Figure 4. EnSCs promoted apoptosis in EOC cells in vivo and enhanced cisplatin-induced apoptosis in vitro.

(A) Apoptosis rate in tumor tissues was tested by IHC using antibody against cleaved caspase 3 (n = 5; Scale bar = 100 μm). Positively-stained cell ratios were measured and results were shown as averages of five randomly selected fields ± SEM. (B) The IC50 of cisplatin on SK-OV-3 cells and HO-8910 cells at the 48th hour was tested by CCK-8 assay (n = 3). (C) The effects of EnSC-CM on the cisplatin-induced cell death in EOC cells at the 48th hour were tested by using CCK-8 assay (n = 3; performed in triplicate).

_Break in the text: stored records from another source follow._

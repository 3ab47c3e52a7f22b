//! Cancellation scope for API calls.
//!
//! A [`Context`] pairs a [`CancellationToken`] with an optional deadline.
//! Every dispatch runs under one; when it ends, the in-flight request is
//! dropped and the reason is reported as the call's error.

use std::time::Duration;
use tokio::time::Instant;
use tokio_util::sync::CancellationToken;

/// Why a [`Context`] ended.
#[derive(Debug, Clone, Copy, PartialEq, Eq, thiserror::Error)]
pub enum Cancellation {
    #[error("context canceled")]
    Cancelled,
    #[error("context deadline exceeded")]
    DeadlineExceeded,
}

#[derive(Debug, Clone, Default)]
pub struct Context {
    token: CancellationToken,
    deadline: Option<Instant>,
}

impl Context {
    /// A context that only ends when [`Context::cancel`] is called.
    pub fn background() -> Self {
        Self::default()
    }

    /// A child context that also ends once `timeout` has elapsed.
    pub fn with_timeout(&self, timeout: Duration) -> Self {
        self.with_deadline(Instant::now() + timeout)
    }

    /// A child context that also ends at `deadline`. An earlier deadline on
    /// `self` is kept.
    pub fn with_deadline(&self, deadline: Instant) -> Self {
        let deadline = match self.deadline {
            Some(parent) if parent < deadline => parent,
            _ => deadline,
        };
        Self {
            token: self.token.child_token(),
            deadline: Some(deadline),
        }
    }

    /// A child context; cancelling it leaves `self` running.
    pub fn child(&self) -> Self {
        Self {
            token: self.token.child_token(),
            deadline: self.deadline,
        }
    }

    pub fn cancel(&self) {
        self.token.cancel();
    }

    pub fn deadline(&self) -> Option<Instant> {
        self.deadline
    }

    /// The underlying token, for wiring into other `tokio-util` users.
    pub fn cancellation_token(&self) -> &CancellationToken {
        &self.token
    }

    /// Returns the reason this context has ended, or `None` while it is live.
    pub fn err(&self) -> Option<Cancellation> {
        if self.token.is_cancelled() {
            Some(Cancellation::Cancelled)
        } else if self.deadline.is_some_and(|d| Instant::now() >= d) {
            Some(Cancellation::DeadlineExceeded)
        } else {
            None
        }
    }

    /// Resolves once the context ends.
    pub async fn done(&self) -> Cancellation {
        match self.deadline {
            Some(deadline) => tokio::select! {
                biased;
                () = self.token.cancelled() => Cancellation::Cancelled,
                () = tokio::time::sleep_until(deadline) => Cancellation::DeadlineExceeded,
            },
            None => {
                self.token.cancelled().await;
                Cancellation::Cancelled
            }
        }
    }
}

/// Adopts an existing token as a context without a deadline.
impl From<CancellationToken> for Context {
    fn from(token: CancellationToken) -> Self {
        Self {
            token,
            deadline: None,
        }
    }
}

#[cfg(test)]
mod tests {
    use super::*;

    #[test]
    fn test_background_is_live() {
        let ctx = Context::background();
        assert_eq!(ctx.err(), None);
        assert_eq!(ctx.deadline(), None);
    }

    #[test]
    fn test_cancel_reports_cancelled() {
        let ctx = Context::background();
        ctx.cancel();
        assert_eq!(ctx.err(), Some(Cancellation::Cancelled));
    }

    #[test]
    fn test_parent_cancel_reaches_child() {
        let parent = Context::background();
        let child = parent.child();
        parent.cancel();
        assert_eq!(child.err(), Some(Cancellation::Cancelled));
    }

    #[test]
    fn test_child_cancel_spares_parent() {
        let parent = Context::background();
        let child = parent.child();
        child.cancel();
        assert_eq!(parent.err(), None);
    }

    #[test]
    fn test_child_keeps_earlier_parent_deadline() {
        let parent = Context::background().with_timeout(Duration::from_secs(1));
        let child = parent.with_timeout(Duration::from_secs(60));
        assert_eq!(child.deadline(), parent.deadline());
    }

    #[tokio::test]
    async fn test_elapsed_deadline_reports_deadline_exceeded() {
        let ctx = Context::background().with_timeout(Duration::from_millis(10));
        assert_eq!(ctx.done().await, Cancellation::DeadlineExceeded);
        assert_eq!(ctx.err(), Some(Cancellation::DeadlineExceeded));
    }

    #[test]
    fn test_context_from_token_follows_token() {
        let token = CancellationToken::new();
        let ctx = Context::from(token.clone());
        assert_eq!(ctx.deadline(), None);
        assert_eq!(ctx.err(), None);
        token.cancel();
        assert_eq!(ctx.err(), Some(Cancellation::Cancelled));
    }

    #[test]
    fn test_cancellation_token_is_shared() {
        let ctx = Context::background().with_timeout(Duration::from_secs(60));
        let token = ctx.cancellation_token().clone();
        assert!(!token.is_cancelled());
        ctx.cancel();
        assert!(token.is_cancelled());
    }

    #[tokio::test]
    async fn test_done_wakes_on_cancel() {
        let ctx = Context::background().with_timeout(Duration::from_secs(60));
        let handle = ctx.clone();
        tokio::spawn(async move { handle.cancel() });
        assert_eq!(ctx.done().await, Cancellation::Cancelled);
    }
}
use chrono::{DateTime, Utc};
use reqwest::Method;
use serde::{Deserialize, Serialize};
use url::form_urlencoded;

use super::fetch;
use crate::client::Client;
use crate::context::Context;
use crate::error::Result;
use crate::response::Response;
use crate::transport::HttpClient;

/// An audit log entry.
#[derive(Debug, Clone, Default, PartialEq, Eq, Serialize, Deserialize)]
#[serde(default)]
pub struct Log {
    pub details: String,
    pub datetime: String,
}

/// Window of audit events to fetch.
///
/// `after` takes precedence; `since` (unix seconds) is only sent when
/// `after` is empty.
#[derive(Debug, Clone, Default, PartialEq, Eq)]
pub struct LogRequest {
    pub start: i64,
    pub limit: i64,
    pub after: String,
    pub since: i64,
}

impl LogRequest {
    /// Sets `since` from a timestamp.
    pub fn since_time(mut self, since: DateTime<Utc>) -> Self {
        self.since = since.timestamp();
        self
    }

    fn query(&self) -> String {
        let mut q = form_urlencoded::Serializer::new(String::new());
        q.append_pair("start", &self.start.to_string());
        q.append_pair("limit", &self.limit.to_string());
        if self.after.is_empty() {
            q.append_pair("since", &self.since.to_string());
        } else {
            q.append_pair("after", &self.after);
        }
        q.finish()
    }
}

/// Audit log endpoints, borrowed from a [`Client`].
#[derive(Debug)]
pub struct Logs<'a, C> {
    client: &'a Client<C>,
}

impl<'a, C: HttpClient> Logs<'a, C> {
    pub(crate) fn new(client: &'a Client<C>) -> Self {
        Self { client }
    }

    /// Returns the audit events selected by `request`.
    pub async fn audit_logs(
        &self,
        ctx: &Context,
        request: &LogRequest,
    ) -> Result<Response<Vec<Log>>> {
        let req = self
            .client
            .request(Method::GET, &format!("logs?{}", request.query()))?;
        fetch(self.client, ctx, req).await
    }
}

Ordinary one-way ANOVA was used for statistic analysis. (D) The effects of EnSC-CM on cisplatin-induced apoptosis in EOC cells were tested by subG1 assay using flow cytometry (n = 3; performed in triplicate). (E) Western blot analysis was performed on cell lysates harvested from EOC cells treated with cisplatin of IC50 with or without EnSC-CM for 48 hours by using antibody against both caspase 3 and cleaved caspase 3 (n = 3; performed in triplicate). The amount of protein loaded was normalized against β-tubulin. All data were shown as means ± SEM. **p-value < 0.01; ***p-value < 0.001.